In sap from Topcrop bean plants the dilution end-point of infectivity is c. 10-8, the thermal inactivation point (10 min) is c. 84°C, and infectivity is retained for at least 6 weeks at 22°C. For the last two tests the sap was diluted 1/10 in 0.025 M phosphate buffer, pH 7.0 (Waterworth et al., 1977).


Waterworth et al. (1977): Blend fresh leaves of P. vulgaris in 0.02 M phosphate buffer, pH 7.5. Add chloroform to buffer and tissue so that the final ratio is 0.2:3:1. Centrifuge at 10,000 g for 10 min. Concentrate the virus from the supernatant fluid by centrifuging it at 105,000 g for 1.5 h or by adding polyethylene glycol (M. Wt 6000) to 10% (w/v), without NaCl, followed by centrifugation at 10,000 g. Resuspend the pellets in 0.02 M phosphate buffer and centrifuge at low speed. Further purify by centrifugation in 10 to 40% sucrose gradients. Store the virus in neutral 0.02 M phosphate buffer. Yields of virus are 0.3 to 0.5 mg/g tissue (Waterworth et al., 1977).

Properties of Particles

The particles sediment as a single component (Fig. 4) with a sedimentation coefficient (s20, w) of about 127 S.
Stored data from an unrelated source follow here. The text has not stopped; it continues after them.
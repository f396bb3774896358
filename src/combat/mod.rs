//! Combat system

pub mod combatant;
pub mod damage;
pub mod status;

pub use combatant::{Combatant, Side};
pub use damage::{amplified_damage, mitigated_damage, percent_of_max, roll_chance};
pub use status::{StatusKind, TimedModifier};
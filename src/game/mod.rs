//! Game module - battle engine and campaign state management

mod battle;
mod events;
mod rng;
mod state;
mod turn;

pub use battle::Battle;
pub use events::BattleEvent;
pub use rng::{RandomSource, ScriptedRandom, SeededRandom};
pub use state::{Game, GameState};
pub use turn::{BattleOutcome, Turn};
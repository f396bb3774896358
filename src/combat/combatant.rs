//! Combatant state
//!
//! Health plus the timed modifiers and stun flag of one side of a battle.

use serde::{Deserialize, Serialize};

use super::status::{StatusKind, TimedModifier};

/// Which side of the battle an actor is on
#[derive(Debug, Clone, Copy, PartialEq, Eq, Serialize, Deserialize)]
pub enum Side {
    Player,
    Enemy,
}

impl Side {
    pub fn name(&self) -> &'static str {
        match self {
            Side::Player => "Player",
            Side::Enemy => "Enemy",
        }
    }
}

/// One actor in a battle
///
/// Health always stays within `0..=max_health`.
#[derive(Debug, Clone, PartialEq, Serialize, Deserialize)]
pub struct Combatant {
    current_health: f32,
    max_health: f32,
    /// Defense up (used on the player)
    pub buff: TimedModifier,
    /// Defense down (used on the enemy)
    pub debuff: TimedModifier,
    stunned: bool,
}

impl Combatant {
    pub fn new(max_health: f32) -> Self {
        let max_health = max_health.max(0.0);
        Self {
            current_health: max_health,
            max_health,
            buff: TimedModifier::default(),
            debuff: TimedModifier::default(),
            stunned: false,
        }
    }

    pub fn current_health(&self) -> f32 {
        self.current_health
    }

    pub fn max_health(&self) -> f32 {
        self.max_health
    }

    /// Remove health, returning the amount actually lost
    pub fn take_damage(&mut self, amount: f32) -> f32 {
        let actual = amount.max(0.0).min(self.current_health);
        self.current_health -= actual;
        actual
    }

    /// Restore health up to max, returning the amount actually gained
    pub fn heal(&mut self, amount: f32) -> f32 {
        let actual = amount.max(0.0).min(self.max_health - self.current_health);
        self.current_health += actual;
        actual
    }

    pub fn is_defeated(&self) -> bool {
        self.current_health <= 0.0
    }

    pub fn is_stunned(&self) -> bool {
        self.stunned
    }

    pub fn stun(&mut self) {
        self.stunned = true;
    }

    /// Clear the stun flag, returning whether it was set
    pub fn consume_stun(&mut self) -> bool {
        std::mem::replace(&mut self.stunned, false)
    }

    /// Count down buff and debuff, returning the kinds that expired
    pub fn tick_modifiers(&mut self) -> Vec<StatusKind> {
        let mut expired = Vec::new();
        if self.debuff.tick() {
            expired.push(StatusKind::Debuff);
        }
        if self.buff.tick() {
            expired.push(StatusKind::Buff);
        }
        expired
    }
}

#[cfg(test)]
mod tests {
    use super::*;

    #[test]
    fn test_health_clamps() {
        let mut c = Combatant::new(12.0);
        assert_eq!(c.take_damage(5.0), 5.0);
        assert_eq!(c.current_health(), 7.0);
        assert_eq!(c.heal(100.0), 5.0);
        assert_eq!(c.current_health(), 12.0);
        assert_eq!(c.take_damage(40.0), 12.0);
        assert_eq!(c.current_health(), 0.0);
        assert!(c.is_defeated());
        assert_eq!(c.take_damage(-3.0), 0.0);
        assert_eq!(c.current_health(), 0.0);
    }

    #[test]
    fn test_stun_is_consumed_once() {
        let mut c = Combatant::new(10.0);
        assert!(!c.consume_stun());
        c.stun();
        assert!(c.is_stunned());
        assert!(c.consume_stun());
        assert!(!c.is_stunned());
    }

    #[test]
    fn test_tick_modifiers_reports_expiry() {
        let mut c = Combatant::new(10.0);
        c.buff.apply(0.1, 1);
        c.debuff.apply(0.2, 2);
        assert_eq!(c.tick_modifiers(), vec![StatusKind::Buff]);
        assert_eq!(c.tick_modifiers(), vec![StatusKind::Debuff]);
        assert!(c.tick_modifiers().is_empty());
    }
}
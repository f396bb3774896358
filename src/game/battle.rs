//! Battle engine
//!
//! A two-phase turn loop: [`Battle::use_skill`] resolves the player's
//! action and hands the turn to the enemy, then [`Battle::advance_enemy_turn`]
//! resolves the counter-attack and the end-of-round bookkeeping. Any pause
//! between the two calls belongs to the caller.
//!
//! Actions that don't apply (wrong turn, empty slot, skill on cooldown,
//! battle already decided) are ignored and leave the state untouched.

use crate::combat::{amplified_damage, mitigated_damage, percent_of_max, roll_chance};
use crate::combat::{Combatant, Side, StatusKind};
use crate::combat::damage::percent;
use crate::data::BattleConfig;
use crate::progression::{
    is_boss_level, EnemyScaling, Loadout, RewardGenerator, Skill, SkillEffect,
};
use super::events::BattleEvent;
use super::rng::RandomSource;
use super::turn::{BattleOutcome, Turn};

/// One battle between the player and a level-scaled enemy
#[derive(Debug, Clone)]
pub struct Battle {
    player: Combatant,
    enemy: Combatant,
    loadout: Loadout,
    level: u32,
    scaling: EnemyScaling,
    boss: bool,
    turn: Turn,
    round: u32,
    outcome: Option<BattleOutcome>,
    rewards: RewardGenerator,
    reward_count: usize,
    reward_displayed: bool,
    reward_offers: Vec<Skill>,
    events: Vec<BattleEvent>,
}

impl Battle {
    /// Set up a battle at a dungeon level with the carried loadout
    ///
    /// An empty loadout is seeded with the configured starting skill.
    pub fn new(
        config: &BattleConfig,
        rewards: RewardGenerator,
        level: u32,
        loadout: Loadout,
    ) -> Self {
        let level = level.max(1);
        let mut loadout = loadout;
        if loadout.is_empty() {
            let (kind, rarity) = config.starting_skill;
            loadout.confirm_reward(rewards.catalog().create(kind, rarity));
        }

        let scaling = config.enemy_scaling();
        let enemy_health = scaling.health(level);
        let boss = is_boss_level(level, config.boss_level);
        log::info!(
            "Battle at level {} (enemy {:.1} HP, attack {:.2}{})",
            level,
            enemy_health,
            scaling.attack(level),
            if boss { ", boss" } else { "" }
        );

        Self {
            player: Combatant::new(config.player_max_health),
            enemy: Combatant::new(enemy_health),
            loadout,
            level,
            scaling,
            boss,
            turn: Turn::Player,
            round: 1,
            outcome: None,
            rewards,
            reward_count: config.reward_offer_count,
            reward_displayed: false,
            reward_offers: Vec::new(),
            events: vec![
                BattleEvent::BattleStarted { level, enemy_health, boss },
                BattleEvent::TurnStarted(Turn::Player),
            ],
        }
    }

    pub fn player(&self) -> &Combatant {
        &self.player
    }

    pub fn enemy(&self) -> &Combatant {
        &self.enemy
    }

    pub fn loadout(&self) -> &Loadout {
        &self.loadout
    }

    pub fn level(&self) -> u32 {
        self.level
    }

    pub fn is_boss(&self) -> bool {
        self.boss
    }

    pub fn turn(&self) -> Turn {
        self.turn
    }

    pub fn round(&self) -> u32 {
        self.round
    }

    pub fn outcome(&self) -> Option<BattleOutcome> {
        self.outcome
    }

    pub fn is_over(&self) -> bool {
        self.outcome.is_some()
    }

    /// Enemy attack before the player's buff is applied
    pub fn enemy_attack(&self) -> f32 {
        self.scaling.attack(self.level)
    }

    /// Rewards rolled when the enemy fell (empty until then)
    pub fn reward_offers(&self) -> &[Skill] {
        &self.reward_offers
    }

    /// Whether the skill button for `slot` should be enabled
    pub fn can_use(&self, slot: usize) -> bool {
        self.outcome.is_none()
            && self.turn == Turn::Player
            && self.loadout.get(slot).is_some_and(|s| s.is_ready())
    }

    /// Take all events recorded since the last drain
    pub fn drain_events(&mut self) -> Vec<BattleEvent> {
        std::mem::take(&mut self.events)
    }

    /// Hand the loadout back (with its current cooldowns) once the battle is done
    pub fn into_loadout(self) -> Loadout {
        self.loadout
    }

    /// Use the skill in `slot`. Returns false if the action was ignored.
    pub fn use_skill(&mut self, slot: usize, rng: &mut impl RandomSource) -> bool {
        if !self.can_use(slot) {
            return false;
        }
        let Some(skill) = self.loadout.get(slot) else {
            return false;
        };
        let kind = skill.kind;
        let effect = skill.effect.clone();
        let magnitude = skill.magnitude;
        let duration = skill.duration;

        log::debug!("Player uses {} from slot {}", skill.label(), slot);
        self.events.push(BattleEvent::SkillUsed { slot, kind, rarity: skill.rarity });

        match effect {
            SkillEffect::Debuff => {
                self.enemy.debuff.apply(percent(magnitude), duration);
                self.events.push(BattleEvent::StatusApplied {
                    target: Side::Enemy,
                    kind: StatusKind::Debuff,
                    percent: self.enemy.debuff.percent(),
                    turns: duration,
                });
            }
            SkillEffect::Buff => {
                self.player.buff.apply(percent(magnitude), duration);
                self.events.push(BattleEvent::StatusApplied {
                    target: Side::Player,
                    kind: StatusKind::Buff,
                    percent: self.player.buff.percent(),
                    turns: duration,
                });
            }
            SkillEffect::Heal => {
                let amount = self.player.heal(percent_of_max(self.player.max_health(), magnitude));
                self.events.push(BattleEvent::Healed {
                    target: Side::Player,
                    amount,
                    current: self.player.current_health(),
                });
            }
            SkillEffect::ChanceStun { stun_table } => {
                let raw = percent_of_max(self.enemy.max_health(), magnitude);
                self.hit_enemy(raw);
                if roll_chance(stun_table.chance_for(magnitude), rng) {
                    self.enemy.stun();
                    self.events.push(BattleEvent::Stunned { target: Side::Enemy });
                }
            }
            SkillEffect::DirectDamage => self.hit_enemy(magnitude),
        }

        if let Some(skill) = self.loadout.get_mut(slot) {
            skill.trigger_cooldown();
        }

        self.turn = self.turn.next();
        self.events.push(BattleEvent::TurnStarted(self.turn));
        self.tick(rng);
        true
    }

    /// Resolve the enemy's turn. Returns false outside the enemy's turn.
    pub fn advance_enemy_turn(&mut self) -> bool {
        if self.turn != Turn::Enemy {
            return false;
        }

        if !self.enemy.is_defeated() {
            if self.enemy.is_stunned() {
                log::debug!("Enemy is stunned, skipping its attack");
                self.events.push(BattleEvent::AttackSkipped { actor: Side::Enemy });
            } else {
                let damage = mitigated_damage(self.enemy_attack(), self.player.buff.percent());
                let amount = self.player.take_damage(damage);
                log::debug!("Enemy hits for {:.2}", amount);
                self.events.push(BattleEvent::DamageDealt {
                    target: Side::Player,
                    amount,
                    remaining: self.player.current_health(),
                });
            }
        }
        self.enemy.consume_stun();

        for kind in self.enemy.tick_modifiers() {
            self.events.push(BattleEvent::StatusExpired { target: Side::Enemy, kind });
        }
        for kind in self.player.tick_modifiers() {
            self.events.push(BattleEvent::StatusExpired { target: Side::Player, kind });
        }
        self.loadout.tick_cooldowns();

        self.turn = self.turn.next();
        self.round += 1;
        self.events.push(BattleEvent::TurnStarted(self.turn));
        self.update_outcome();
        true
    }

    /// Re-check for a decided battle; rolls the reward offers the first
    /// time the enemy is found defeated. Safe to call every frame.
    pub fn tick(&mut self, rng: &mut impl RandomSource) {
        self.update_outcome();
        if self.outcome == Some(BattleOutcome::EnemyDefeated) && !self.reward_displayed {
            self.reward_displayed = true;
            self.reward_offers = self.rewards.offers(self.level, self.reward_count, rng);
            self.events.push(BattleEvent::RewardsOffered(self.reward_offers.clone()));
        }
    }

    fn hit_enemy(&mut self, raw: f32) {
        let damage = amplified_damage(raw, self.enemy.debuff.percent());
        let amount = self.enemy.take_damage(damage);
        self.events.push(BattleEvent::DamageDealt {
            target: Side::Enemy,
            amount,
            remaining: self.enemy.current_health(),
        });
    }

    fn update_outcome(&mut self) {
        if self.outcome.is_some() {
            return;
        }
        let outcome = if self.player.is_defeated() {
            BattleOutcome::PlayerDefeated
        } else if self.enemy.is_defeated() {
            BattleOutcome::EnemyDefeated
        } else {
            return;
        };
        log::info!("Battle at level {} over after {} round(s): {:?}", self.level, self.round, outcome);
        self.outcome = Some(outcome);
        self.events.push(BattleEvent::Defeated(outcome.loser()));
    }
}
Absorbance at 260 nm (1 mg/ml; 1 cm light path): 5 (H. Waterworth, unpublished data).

A260/A280: 1.55; Amax(258)/Amin(243): 1.2; both values are uncorrected for light-scattering (Waterworth et al., 1977).

Particle Structure

Particles are isometric, about 28 nm in diameter (Fig. 5). Some appear to be penetrated by stain in both leaf-dip and purified preparations stained with 2% phosphotungstate, pH 7 (Waterworth et al., 1977).

Particle Composition

Nucleic acid: RNA, single-stranded, M. Wt about 1.27 x 106, comprising about 20% of the particle weight (H. Waterworth, unpublished data). Molar percentages of nucleotides: G:21.7; A:25.8; C:31.5; U:21.0

Protein: Not studied.

Other components: None reported.

Relations with Cells and Tissues

No data.


The virus is extremely infectious in legumes and spreads uncontrollably among beans in the greenhouse, often without inciting symptoms. If it is as infective in the field, it may be widespread in Central and South America. It may occur undetected in many bean cultivars in which it incites no obvious symptoms. It often occurs in mixed infections with viruses that themselves cause symptoms, such as bean curly dwarf mosaic virus (Fig. 6 ) (Meiners et al., 1977), bean common mosaic virus, and others (Waterworth et al., 1977). Several chrysomelid beetles are prime suspects in spreading the virus because of their widespread distribution. In symptomatology and host range, bean mild mosaic virus could be confused with bean pod mottle virus, but the two can be distinguished by serology and other means.


References list for DPV: Bean mild mosaic virus (231)

  1. Hampton & Hancock, Phytopathology 71: 223, 1981.
  2. Meiners, Waterworth, Lawson & Smith, Phytopathology 67: 163, 1977.
  3. Waterworth, Meiners, Lawson & Smith, Phytopathology 67: 169, 1977.
  4. Scott & Phatak, Phytopathology 69: 346, 1979.